Security Week, June 6, 2017 - A newly discovered piece of malware managed to infect more than 250 million computers in a widespread campaign run by a Chinese digital marketing agency, Check Point researchers warn.
Dubbed Fireball, the malware can take over the targeted browser, run arbitrary code on a victim’s computer, and spy on victims. Thus, its operators can download any file or malware onto the machine, and can also manipulate the infected user’s web traffic to generate ad revenue.
“Currently, Fireball installs plug-ins and additional configurations to boost its advertisements, but just as easily it can turn into a prominent distributor for any additional malware,” Check Point says.

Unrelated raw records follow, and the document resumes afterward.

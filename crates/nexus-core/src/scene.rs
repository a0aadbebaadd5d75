use std::f32::consts::TAU;

use glam::Vec2;
use rand::prelude::*;

use crate::attractor::Attractor;
use crate::config::{ConfigError, SceneConfig, Settings};
use crate::constants::{
    ATTRACTOR_MIN_RADIUS, ATTRACTOR_RADIUS_SPAN, BASE_HUE, BASE_HUE_DRIFT, BURST_CAP, FADE_ALPHA,
    FPS_WINDOW_MS, HUE_RANGE, RING_BASE_RADIUS, RING_BASE_SPEED, RING_DELAY_MS, RING_LIFE_SCALE,
    RING_RADIUS_STEP, RING_SIZE_SCALE, RING_SPEED_STEP, SPACE_BURST_CAP, SPACE_BURST_RINGS,
};
use crate::flow_field::FlowField;
use crate::input::{InputEvent, Key};
use crate::music::{random_note, NoteEvent};
use crate::particle::Particle;
use crate::render::{self, Hsla, Surface};
use crate::starfield::Starfield;

/// One queued ring of a space burst, fired when its deadline passes.
#[derive(Clone, Copy, Debug)]
pub struct PendingRing {
    pub fire_at_ms: f64,
    pub centre: Vec2,
    pub index: usize,
    pub count: usize,
    pub radius: f32,
    pub speed: f32,
    pub hue: f32,
}

/// The scene aggregate: owns every simulated object and drives one tick per
/// animation frame. All wall-clock time enters as `now_ms` from the host and
/// all randomness flows through the seeded RNG, so runs are reproducible.
pub struct Scene {
    config: SceneConfig,
    pub settings: Settings,
    width: f32,
    height: f32,
    flow_field: FlowField,
    particles: Vec<Particle>,
    attractors: Vec<Attractor>,
    starfield: Starfield,
    pending_rings: Vec<PendingRing>,
    time: u64,
    base_hue: f32,
    target_count: usize,
    frame_count: u32,
    last_fps_sample_ms: Option<f64>,
    last_frame_ms: f64,
    last_note_ms: f64,
    pub auto_mode: bool,
    visible: bool,
    rng: StdRng,
}

impl Scene {
    pub fn new(config: SceneConfig, width: f32, height: f32, seed: u64) -> Result<Self, ConfigError> {
        config.validate()?;
        let mut rng = StdRng::seed_from_u64(seed);

        let degenerate =
            !(width.is_finite() && height.is_finite()) || width <= 0.0 || height <= 0.0;
        let (width, height) = if degenerate {
            log::warn!("[scene] created with degenerate canvas {width}x{height}");
            (0.0, 0.0)
        } else {
            (width, height)
        };

        let mut flow_field = FlowField::new(config.flow_resolution);
        flow_field.generate(width, height);
        let starfield = Starfield::new(config.star_count, width, height, &mut rng);

        let mut particles = Vec::with_capacity(config.initial_particles);
        if !degenerate {
            for _ in 0..config.initial_particles {
                let x = rng.gen::<f32>() * width;
                let y = rng.gen::<f32>() * height;
                particles.push(Particle::spawn(x, y, &mut rng));
            }
        }
        log::info!(
            "[scene] init {}x{} particles={} seed={seed}",
            width,
            height,
            particles.len()
        );

        let note_gap = config.note_gap_ms;
        let target = config.initial_particles;
        Ok(Self {
            config,
            settings: Settings::default(),
            width,
            height,
            flow_field,
            particles,
            attractors: Vec::new(),
            starfield,
            pending_rings: Vec::new(),
            time: 0,
            base_hue: BASE_HUE,
            target_count: target,
            frame_count: 0,
            last_fps_sample_ms: None,
            last_frame_ms: f64::NEG_INFINITY,
            last_note_ms: -note_gap,
            auto_mode: true,
            visible: true,
            rng,
        })
    }

    pub fn config(&self) -> &SceneConfig {
        &self.config
    }

    pub fn width(&self) -> f32 {
        self.width
    }

    pub fn height(&self) -> f32 {
        self.height
    }

    pub fn time(&self) -> u64 {
        self.time
    }

    pub fn particles(&self) -> &[Particle] {
        &self.particles
    }

    pub fn attractors(&self) -> &[Attractor] {
        &self.attractors
    }

    pub fn pending_rings(&self) -> &[PendingRing] {
        &self.pending_rings
    }

    pub fn target_count(&self) -> usize {
        self.target_count
    }

    pub fn flow_field(&self) -> &FlowField {
        &self.flow_field
    }

    pub fn set_visible(&mut self, visible: bool) {
        self.visible = visible;
    }

    /// Adopt new canvas dimensions. Degenerate geometry is refused so a
    /// collapsing canvas cannot poison particle or star state with NaN.
    pub fn resize(&mut self, width: f32, height: f32) {
        if !(width.is_finite() && height.is_finite()) || width <= 0.0 || height <= 0.0 {
            log::warn!("[scene] ignoring resize to degenerate {width}x{height}");
            return;
        }
        self.width = width;
        self.height = height;
        self.flow_field.generate(width, height);
        self.starfield.reset_all(width, height, &mut self.rng);
    }

    /// One simulation + draw pass. No-op while the tab is hidden or when
    /// invoked faster than the configured frame cap allows.
    pub fn frame<S: Surface>(
        &mut self,
        now_ms: f64,
        audio_level: f32,
        surface: &mut S,
        out_notes: &mut Vec<NoteEvent>,
    ) {
        if !self.visible {
            return;
        }
        if now_ms - self.last_frame_ms < 1000.0 / f64::from(self.config.fps_limit) {
            return;
        }
        self.last_frame_ms = now_ms;

        self.time += 1;
        self.flow_field
            .update(self.time, self.settings.flow_speed, self.settings.intensity);

        surface.fill_rect(0.0, 0.0, self.width, self.height, Hsla::black(FADE_ALPHA));

        self.sample_fps(now_ms);

        self.starfield
            .update(self.time, self.width, self.height, &mut self.rng);
        render::draw_starfield(surface, &self.starfield);
        render::draw_background(
            surface,
            self.width,
            self.height,
            self.base_hue,
            audio_level,
            self.time,
        );

        self.fire_due_rings(now_ms, out_notes);

        let base_hue = self.base_hue;
        self.attractors.retain_mut(|a| {
            let alive = a.tick();
            if a.alpha() > 0.05 {
                render::draw_attractor(surface, a, base_hue);
            }
            alive
        });

        self.base_hue = (self.base_hue + BASE_HUE_DRIFT) % 360.0;

        let width = self.width;
        let height = self.height;
        let complexity = self.settings.complexity;
        let flow = &self.flow_field;
        let attractors = &self.attractors;
        self.particles.retain_mut(|p| {
            let sample = flow.sample(p.pos.x, p.pos.y);
            let alive = p.update(sample, audio_level, complexity, width, height);
            if alive {
                for a in attractors {
                    a.apply(p);
                }
                render::draw_particle(surface, p);
            }
            alive
        });

        self.replenish();
    }

    fn sample_fps(&mut self, now_ms: f64) {
        self.frame_count += 1;
        let window_start = *self.last_fps_sample_ms.get_or_insert(now_ms);
        if now_ms - window_start < FPS_WINDOW_MS {
            return;
        }
        let fps = self.frame_count;
        self.frame_count = 0;
        self.last_fps_sample_ms = Some(now_ms);

        if fps < self.config.fps_low && self.target_count > self.config.particle_floor {
            self.target_count = self
                .target_count
                .saturating_sub(self.config.adapt_down_step)
                .max(self.config.particle_floor);
            log::debug!("[scene] fps {fps}, target down to {}", self.target_count);
        } else if fps > self.config.fps_high && self.target_count < self.config.particle_ceiling {
            self.target_count =
                (self.target_count + self.config.adapt_up_step).min(self.config.particle_ceiling);
            log::debug!("[scene] fps {fps}, target up to {}", self.target_count);
        }
    }

    fn replenish(&mut self) {
        let want = self
            .target_count
            .saturating_sub(self.particles.len())
            .min(self.config.spawn_per_frame);
        for _ in 0..want {
            let x = self.rng.gen::<f32>() * self.width;
            let y = self.rng.gen::<f32>() * self.height;
            let mut p = Particle::spawn(x, y, &mut self.rng);
            p.hue = self.base_hue + (self.rng.gen::<f32>() - 0.5) * 30.0;
            self.particles.push(p);
        }
    }

    /// Immediate batch spawn at a location. Regular bursts are a uniform
    /// random cloud; space bursts stagger five expanding rings over time.
    /// Either way the live-particle ceiling holds.
    pub fn create_burst(
        &mut self,
        x: f32,
        y: f32,
        count: usize,
        space_burst: bool,
        now_ms: f64,
        out_notes: &mut Vec<NoteEvent>,
    ) {
        let cap = if space_burst { SPACE_BURST_CAP } else { BURST_CAP };
        let actual = count.min(cap);
        let hue = self.base_hue + (self.time as f32 * 0.01).sin() * HUE_RANGE;

        if space_burst {
            let per_ring = actual / SPACE_BURST_RINGS;
            for ring in 0..SPACE_BURST_RINGS {
                self.pending_rings.push(PendingRing {
                    fire_at_ms: now_ms + ring as f64 * RING_DELAY_MS,
                    centre: Vec2::new(x, y),
                    index: ring,
                    count: per_ring,
                    radius: RING_BASE_RADIUS + ring as f32 * RING_RADIUS_STEP,
                    speed: RING_BASE_SPEED + ring as f32 * RING_SPEED_STEP,
                    hue,
                });
            }
            // Ring zero is already due.
            self.fire_due_rings(now_ms, out_notes);
        } else {
            for _ in 0..actual {
                if self.particles.len() >= self.config.particle_limit {
                    break;
                }
                let mut p = Particle::spawn(x, y, &mut self.rng);
                p.vel = Vec2::new(
                    (self.rng.gen::<f32>() - 0.5) * 8.0,
                    (self.rng.gen::<f32>() - 0.5) * 8.0,
                );
                p.energy = 1.0;
                p.hue = hue + self.rng.gen::<f32>() * 20.0 - 10.0;
                self.particles.push(p);
            }
        }
    }

    fn fire_due_rings(&mut self, now_ms: f64, out_notes: &mut Vec<NoteEvent>) {
        let mut due = Vec::new();
        self.pending_rings.retain(|ring| {
            if ring.fire_at_ms <= now_ms {
                due.push(*ring);
                false
            } else {
                true
            }
        });

        for ring in due {
            for i in 0..ring.count {
                if self.particles.len() >= self.config.particle_limit {
                    break;
                }
                let angle = i as f32 / ring.count as f32 * TAU;
                let dir = Vec2::new(angle.cos(), angle.sin());
                let mut p = Particle::spawn(
                    ring.centre.x + dir.x * ring.radius,
                    ring.centre.y + dir.y * ring.radius,
                    &mut self.rng,
                );
                p.vel = dir * ring.speed;
                p.energy = 1.0;
                p.hue = ring.hue + (self.rng.gen::<f32>() - 0.5) * 20.0;
                p.max_life *= RING_LIFE_SCALE;
                p.original_size *= RING_SIZE_SCALE;
                p.size = p.original_size;
                // Angular and speed jitter keeps the rings organic.
                let jitter_angle = angle + (self.rng.gen::<f32>() - 0.5) * 0.2;
                let jitter_speed = ring.speed * (0.8 + self.rng.gen::<f32>() * 0.4);
                p.vel += Vec2::new(jitter_angle.cos(), jitter_angle.sin()) * jitter_speed * 0.3;
                self.particles.push(p);
            }
            if ring.index % 2 == 0 {
                self.try_play_note(true, now_ms, out_notes);
            }
        }
    }

    /// FIFO set of at most `max_attractors`; the oldest is evicted first.
    pub fn create_attractor(&mut self, x: f32, y: f32, strength: f32) {
        let radius = self.rng.gen::<f32>() * ATTRACTOR_RADIUS_SPAN + ATTRACTOR_MIN_RADIUS;
        self.attractors
            .push(Attractor::new(Vec2::new(x, y), strength, radius));
        while self.attractors.len() > self.config.max_attractors {
            self.attractors.remove(0);
        }
    }

    /// Emit a note unless one played within the configured gap. Forced notes
    /// always play; either way the gap window restarts.
    pub fn try_play_note(&mut self, forced: bool, now_ms: f64, out_notes: &mut Vec<NoteEvent>) {
        if !forced && now_ms - self.last_note_ms < self.config.note_gap_ms {
            return;
        }
        self.last_note_ms = now_ms;
        out_notes.push(random_note(&mut self.rng));
    }

    /// Periodic ambient stimulus, invoked by the host's interval task.
    pub fn auto_pulse(&mut self, now_ms: f64, out_notes: &mut Vec<NoteEvent>) {
        if !self.auto_mode || !self.visible {
            return;
        }
        let x = self.rng.gen::<f32>() * self.width;
        let y = self.rng.gen::<f32>() * self.height;
        self.create_attractor(x, y, 1.0);
        if self.rng.gen::<f32>() < 0.3 {
            self.try_play_note(true, now_ms, out_notes);
        }
    }

    /// Translate one host input event into scene mutations.
    pub fn handle_event(&mut self, event: InputEvent, now_ms: f64, out_notes: &mut Vec<NoteEvent>) {
        match event {
            InputEvent::PointerMove { x, y, held } => {
                if held {
                    self.create_burst(x, y, 5, false, now_ms, out_notes);
                    if self.rng.gen::<f32>() < 0.3 {
                        self.try_play_note(false, now_ms, out_notes);
                    }
                }
            }
            InputEvent::PointerDown { x, y } => {
                self.create_burst(x, y, 20, false, now_ms, out_notes);
                self.create_attractor(x, y, 2.0);
                self.try_play_note(false, now_ms, out_notes);
            }
            InputEvent::KeyDown(Key::Burst) => {
                let cx = self.width * 0.5;
                let cy = self.height * 0.5;
                self.create_burst(cx, cy, 50, true, now_ms, out_notes);
                self.create_attractor(cx, cy, 3.0);
            }
            InputEvent::TouchStart { x, y } => {
                self.create_burst(x, y, 20, false, now_ms, out_notes);
                self.create_attractor(x, y, 2.0);
                self.try_play_note(false, now_ms, out_notes);
            }
            InputEvent::TouchMove { x, y } => {
                if self.rng.gen::<f32>() < 0.3 {
                    self.create_burst(x, y, 5, false, now_ms, out_notes);
                    self.try_play_note(false, now_ms, out_notes);
                }
            }
        }
    }
}
use std::cell::RefCell;

use anyhow::{anyhow, Result};
use nexus_core::NoteEvent;
use web_sys as web;

// Envelope shape for one-shot notes (seconds).
const ATTACK: f64 = 0.02;
const DECAY: f64 = 0.3;
const SUSTAIN: f32 = 0.2;
const RELEASE: f64 = 1.0;

/// WebAudio collaborator: a sine one-shot synth with reverb and delay sends,
/// plus an analyser the simulation reads its audio level from.
///
/// Construction can fail (autoplay policies, missing AudioContext); callers
/// run without audio in that case.
pub struct AudioEngine {
    ctx: web::AudioContext,
    master_gain: web::GainNode,
    reverb_in: web::GainNode,
    delay_in: web::GainNode,
    analyser: web::AnalyserNode,
    analyser_buf: RefCell<Vec<f32>>,
}

fn create_gain(ctx: &web::AudioContext, value: f32, label: &str) -> Result<web::GainNode> {
    match web::GainNode::new(ctx) {
        Ok(g) => {
            g.gain().set_value(value);
            Ok(g)
        }
        Err(e) => Err(anyhow!("{label} GainNode error: {e:?}")),
    }
}

/// Deterministic noise tail for the procedural reverb impulse response.
fn noise_tail(mut seed: u32, len: usize, sample_rate: f32, seconds: f32) -> Vec<f32> {
    let mut tail = vec![0.0f32; len];
    let dt = 1.0 / sample_rate;
    let mut t = 0.0f32;
    for sample in tail.iter_mut() {
        seed ^= seed << 13;
        seed ^= seed >> 17;
        seed ^= seed << 5;
        let n = (seed as f32 / u32::MAX as f32) * 2.0 - 1.0;
        let decay = (-t / 2.0).exp();
        let dark = (1.0 - t / seconds).max(0.0);
        *sample = n * decay * (0.6 + 0.4 * dark);
        t += dt;
    }
    tail
}

impl AudioEngine {
    pub fn new() -> Result<Self> {
        let ctx = web::AudioContext::new().map_err(|e| anyhow!("AudioContext: {e:?}"))?;

        // Master bus, kept quiet; notes stack.
        let master_gain = create_gain(&ctx, 0.1, "master")?;
        _ = master_gain.connect_with_audio_node(&ctx.destination());

        let analyser = web::AnalyserNode::new(&ctx).map_err(|e| anyhow!("AnalyserNode: {e:?}"))?;
        analyser.set_fft_size(256);
        _ = master_gain.connect_with_audio_node(&analyser);
        let analyser_buf = RefCell::new(vec![0.0f32; analyser.fft_size() as usize]);

        // Reverb bus with a procedurally generated stereo impulse response.
        let reverb_in = create_gain(&ctx, 1.0, "reverb in")?;
        let reverb = web::ConvolverNode::new(&ctx).map_err(|e| anyhow!("ConvolverNode: {e:?}"))?;
        reverb.set_normalize(true);
        {
            let sr = ctx.sample_rate();
            let seconds = 4.0f32;
            let len = (sr * seconds) as u32;
            if let Ok(ir) = ctx.create_buffer(2, len, sr) {
                for (channel, seed) in [(0, 0x1234_ABCDu32), (1, 0x7890_FEDCu32)] {
                    let mut tail = noise_tail(seed, len as usize, sr, seconds);
                    _ = ir.copy_to_channel(&mut tail, channel);
                }
                reverb.set_buffer(Some(&ir));
            }
        }
        let reverb_wet = create_gain(&ctx, 0.5, "reverb wet")?;
        _ = reverb_in.connect_with_audio_node(&reverb);
        _ = reverb.connect_with_audio_node(&reverb_wet);
        _ = reverb_wet.connect_with_audio_node(&master_gain);

        // Feedback delay, darkened by a lowpass in the loop.
        let delay_in = create_gain(&ctx, 1.0, "delay in")?;
        let delay = ctx
            .create_delay_with_max_delay_time(2.0)
            .map_err(|e| anyhow!("DelayNode: {e:?}"))?;
        delay.delay_time().set_value(0.25);
        let delay_tone =
            web::BiquadFilterNode::new(&ctx).map_err(|e| anyhow!("BiquadFilterNode: {e:?}"))?;
        delay_tone.set_type(web::BiquadFilterType::Lowpass);
        delay_tone.frequency().set_value(1400.0);
        let delay_feedback = create_gain(&ctx, 0.6, "delay feedback")?;
        let delay_wet = create_gain(&ctx, 0.3, "delay wet")?;
        _ = delay_in.connect_with_audio_node(&delay);
        _ = delay.connect_with_audio_node(&delay_tone);
        _ = delay_tone.connect_with_audio_node(&delay_feedback);
        _ = delay_feedback.connect_with_audio_node(&delay);
        _ = delay_tone.connect_with_audio_node(&delay_wet);
        _ = delay_wet.connect_with_audio_node(&master_gain);

        log::info!("[audio] engine ready, sample rate {}", ctx.sample_rate());
        Ok(Self {
            ctx,
            master_gain,
            reverb_in,
            delay_in,
            analyser,
            analyser_buf,
        })
    }

    /// Resume the context after a user gesture (autoplay policy).
    pub fn resume(&self) {
        _ = self.ctx.resume();
    }

    /// Fire a sine one-shot with an attack/decay/release envelope, routed to
    /// the master bus and both effect sends.
    pub fn trigger(&self, note: &NoteEvent) {
        let Ok(osc) = web::OscillatorNode::new(&self.ctx) else {
            return;
        };
        osc.set_type(web::OscillatorType::Sine);
        osc.frequency().set_value(note.frequency_hz);

        let Ok(env) = web::GainNode::new(&self.ctx) else {
            return;
        };
        env.gain().set_value(0.0);
        let t0 = self.ctx.current_time() + 0.005;
        let hold = f64::from(note.duration_sec);
        _ = env
            .gain()
            .linear_ramp_to_value_at_time(note.velocity, t0 + ATTACK);
        _ = env
            .gain()
            .linear_ramp_to_value_at_time(note.velocity * SUSTAIN, t0 + ATTACK + DECAY);
        _ = env
            .gain()
            .linear_ramp_to_value_at_time(0.0, t0 + hold + RELEASE);

        _ = osc.connect_with_audio_node(&env);
        _ = env.connect_with_audio_node(&self.master_gain);
        _ = env.connect_with_audio_node(&self.reverb_in);
        _ = env.connect_with_audio_node(&self.delay_in);
        _ = osc.start_with_when(t0);
        _ = osc.stop_with_when(t0 + hold + RELEASE + 0.05);
    }

    /// Mean |sample| of the current output waveform, in [0, 1].
    pub fn level(&self) -> f32 {
        let mut buf = self.analyser_buf.borrow_mut();
        let len = self.analyser.fft_size() as usize;
        if buf.len() != len {
            buf.resize(len, 0.0);
        }
        self.analyser.get_float_time_domain_data(&mut buf);
        if buf.is_empty() {
            return 0.0;
        }
        let sum: f32 = buf.iter().map(|v| v.abs()).sum();
        (sum / buf.len() as f32).clamp(0.0, 1.0)
    }
}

The campaign, the security company reveals, is run by a large digital marketing agency based in Beijing, called Rafotech. With the help of this malware, the agency manipulates the victims’ browsers to turn search engines and home-pages into fake search engines, redirect queries to Yahoo.com or Google.com, and collect victims’ private information via tracking pixels included in the fake search engines.
Rafotech’s fake search engines have high popularity, with 14 of them ranked among the top 10,000 websites, some occasionally reaching top 1,000. Despite denying the use of browser-hijackers and fake search engines, Rafotech claims to have 300 million users worldwide, a number similar to the estimated infections.
To date, Fireball has infected over 250 million computers worldwide, being distributed mainly bundled with legitimate programs. India (25.3 million infections) and Brazil (24.1 million) were hit the most, followed by Mexico (16.1 million), and Indonesia (13.1 million). A total of 5.5 million infected machines are located in the United States.
Check Point also says that 20% of all corporate networks have been affected. Indonesia (60%), India (43%) and Brazil (38%) were hit the most. The hit rate in the US is of 10.7%, while reaching only 4.7% in China.